use std::collections::HashMap;

use chrono::{DateTime, Utc};
use otocards_core::model::{CardId, ProgressRecord, ProgressSummary, ProgressUpdate, UserId};
use sqlx::Row;

use super::SqliteRepository;
use super::mapping::{map_progress_row, ser};
use crate::repository::{ProgressRepository, StorageError};

#[async_trait::async_trait]
impl ProgressRepository for SqliteRepository {
    async fn record_seen(
        &self,
        user: UserId,
        card_id: &CardId,
        now: DateTime<Utc>,
    ) -> Result<(), StorageError> {
        sqlx::query(
            r"
            INSERT INTO progress (user_id, card_id, bookmarked, completed, difficulty_rating, times_seen, last_seen_at)
            VALUES (?1, ?2, 0, 0, NULL, 1, ?3)
            ON CONFLICT(user_id, card_id) DO UPDATE SET
                times_seen = times_seen + 1,
                last_seen_at = excluded.last_seen_at
            ",
        )
        .bind(user.to_string())
        .bind(card_id.as_str())
        .bind(now)
        .execute(&self.pool)
        .await
        .map_err(|e| StorageError::Connection(e.to_string()))?;

        Ok(())
    }

    async fn update_fields(
        &self,
        user: UserId,
        card_id: &CardId,
        update: &ProgressUpdate,
        now: DateTime<Utc>,
    ) -> Result<(), StorageError> {
        update.validate().map_err(ser)?;

        // The same bound values serve both arms: the insert path seeds
        // defaults for absent fields, the update path keeps existing values
        // via COALESCE so unrelated fields are never clobbered.
        sqlx::query(
            r"
            INSERT INTO progress (user_id, card_id, bookmarked, completed, difficulty_rating, times_seen, last_seen_at)
            VALUES (?1, ?2, COALESCE(?3, 0), COALESCE(?4, 0), ?5, 1, ?6)
            ON CONFLICT(user_id, card_id) DO UPDATE SET
                bookmarked = COALESCE(?3, bookmarked),
                completed = COALESCE(?4, completed),
                difficulty_rating = COALESCE(?5, difficulty_rating)
            ",
        )
        .bind(user.to_string())
        .bind(card_id.as_str())
        .bind(update.bookmarked)
        .bind(update.completed)
        .bind(update.difficulty_rating.map(i64::from))
        .bind(now)
        .execute(&self.pool)
        .await
        .map_err(|e| StorageError::Connection(e.to_string()))?;

        Ok(())
    }

    async fn progress_for_user(
        &self,
        user: UserId,
    ) -> Result<HashMap<CardId, ProgressRecord>, StorageError> {
        let rows = sqlx::query(
            r"
            SELECT card_id, bookmarked, completed, difficulty_rating, times_seen, last_seen_at
            FROM progress
            WHERE user_id = ?1
            ",
        )
        .bind(user.to_string())
        .fetch_all(&self.pool)
        .await
        .map_err(|e| StorageError::Connection(e.to_string()))?;

        let mut progress = HashMap::with_capacity(rows.len());
        for row in rows {
            let (card_id, record) = map_progress_row(&row)?;
            progress.insert(card_id, record);
        }
        Ok(progress)
    }

    async fn summary_for_user(&self, user: UserId) -> Result<ProgressSummary, StorageError> {
        let row = sqlx::query(
            r"
            SELECT
                SUM(CASE WHEN times_seen > 0 THEN 1 ELSE 0 END) AS seen,
                SUM(CASE WHEN bookmarked != 0 THEN 1 ELSE 0 END) AS bookmarked,
                SUM(CASE WHEN completed != 0 THEN 1 ELSE 0 END) AS completed
            FROM progress
            WHERE user_id = ?1
            ",
        )
        .bind(user.to_string())
        .fetch_one(&self.pool)
        .await
        .map_err(|e| StorageError::Connection(e.to_string()))?;

        let count = |field: &str| -> Result<u32, StorageError> {
            let raw: Option<i64> = row.try_get(field).map_err(ser)?;
            u32::try_from(raw.unwrap_or(0))
                .map_err(|_| StorageError::Serialization(format!("invalid {field} count")))
        };

        Ok(ProgressSummary {
            seen: count("seen")?,
            bookmarked: count("bookmarked")?,
            completed: count("completed")?,
        })
    }
}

------------------------------------------------------------

Exercise directions: Report all lines of the material that contain the word "CASE".

Response to the task:
                SUM(CASE WHEN times_seen > 0 THEN 1 ELSE 0 END) AS seen,
                SUM(CASE WHEN bookmarked != 0 THEN 1 ELSE 0 END) AS bookmarked,
                SUM(CASE WHEN completed != 0 THEN 1 ELSE 0 END) AS completed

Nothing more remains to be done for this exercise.